From Deseret News archives:
Weber brothers living their mother's coaching dreams
The Weber family has crisscrossed the Midwest for the last three weeks, watching one brother, David, win a state high school championship, while another, Bruce, takes his team to the NCAA Final Four. It's been a balm for their grief, a tribute to the mother whose greatest joy was watching her sons coach.
"We knew how important our lives and our careers were to my mom and my dad. We knew we had to go on with it, and there's no doubt they would be so excited, so proud," Bruce Weber said Friday, a day he was honored as The Associated Press coach of the year.
"They sacrificed so much for us to be where we are now. They wanted us to have a better life. They wanted us to be teachers and coaches," he said. "So we're living their dream."

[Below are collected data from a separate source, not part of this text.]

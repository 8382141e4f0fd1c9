//! # Gatehouse Shared Library
//!
//! This crate contains the account lifecycle core used by the Gatehouse API
//! server: credentials, sessions, persistence, mail and the lifecycle
//! controller that ties them together.
//!
//! ## Module Organization
//!
//! - `auth`: Credential hashing, session tokens, identity and the session authority
//! - `db`: Connection pool and migrations
//! - `models`: Account, profile and session records
//! - `store`: Repository traits with PostgreSQL and in-memory implementations
//! - `mail`: Outgoing mail, SMTP and outbox transports
//! - `validation`: Form schemas and per-field error maps
//! - `lifecycle`: Account lifecycle operations

pub mod auth;
pub mod db;
pub mod lifecycle;
pub mod mail;
pub mod models;
pub mod store;
pub mod validation;

/// Current version of the Gatehouse shared library
pub const VERSION: &str = env!("CARGO_PKG_VERSION");
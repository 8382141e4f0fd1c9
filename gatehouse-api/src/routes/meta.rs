/// Site-level endpoints
///
/// - `POST /mail` - Contact form; open to everyone

use axum::extract::State;
use gatehouse_shared::validation::ContactForm;

use crate::{
    app::AppState,
    envelope::Jsend,
    error::ApiResult,
    extract::JsonForm,
};

/// Forward a contact message to the admins
///
/// # Endpoint
///
/// ```text
/// POST /mail
/// Content-Type: application/json
///
/// {
///   "full_name": "Ada Lovelace",
///   "email": "ada@example.com",
///   "subject": "Hello",
///   "message": "..."
/// }
/// ```
///
/// # Response
///
/// ```json
/// { "status": "success", "data": "Thanks for your message. We'll get back to you shortly." }
/// ```
pub async fn contact(
    State(state): State<AppState>,
    JsonForm(form): JsonForm<ContactForm>,
) -> ApiResult<Jsend<String>> {
    Ok(state.controller.contact(form).await?.into())
}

Basketball is the thread that binds the Weber family together. Their father, Louis, taught all three of his boys to play when they were growing up in Milwaukee, and a favorite outing was going downtown to MECCA to watch Al McGuire and the Marquette Warriors.
As they got older, the Weber boys frequented McGuire's clinics, soaking up all the knowledge they could.
"We learned the game together," said Ron Weber, the oldest of the three. "All three of us fell in love with basketball."
So it came as no surprise that all three would choose coaching as their profession. Ron is the longtime coach at Waupaca High School in northern Wisconsin, Bruce is at Illinois, and David coaches at Glenbrook North in suburban Chicago.
Their sister, Jan Moeller, is a teacher.
Though her sons were spread throughout the Midwest, Dawn Weber kept a close eye on their careers even getting a satellite system so she could see all the Illini games. And when Bruce and David both had games in Chicago on March 11, the 81-year-old widow made the trip south so she could watch them in person.
But when she went to the United Center to pick up her tickets for the Big Ten tournament, Dawn Weber complained of chest pains. She was taken to a nearby hospital, where doctors discovered a tear in her aorta below the heart. Several hours into surgery, she died.
"We miss Mom tremendously," Ron Weber said. "I should be getting ready to take her down to St. Louis. But a real good thing has been we've been able to get involved in the success of Illinois and Glenbrook North. I guess that's kind of eased the pain a little bit."
Despite the grief, David and Bruce both stayed on the bench. Dawn Weber insisted upon it, telling Ron and Jan before she went into surgery that she wanted her sons to keep coaching and not worry about her.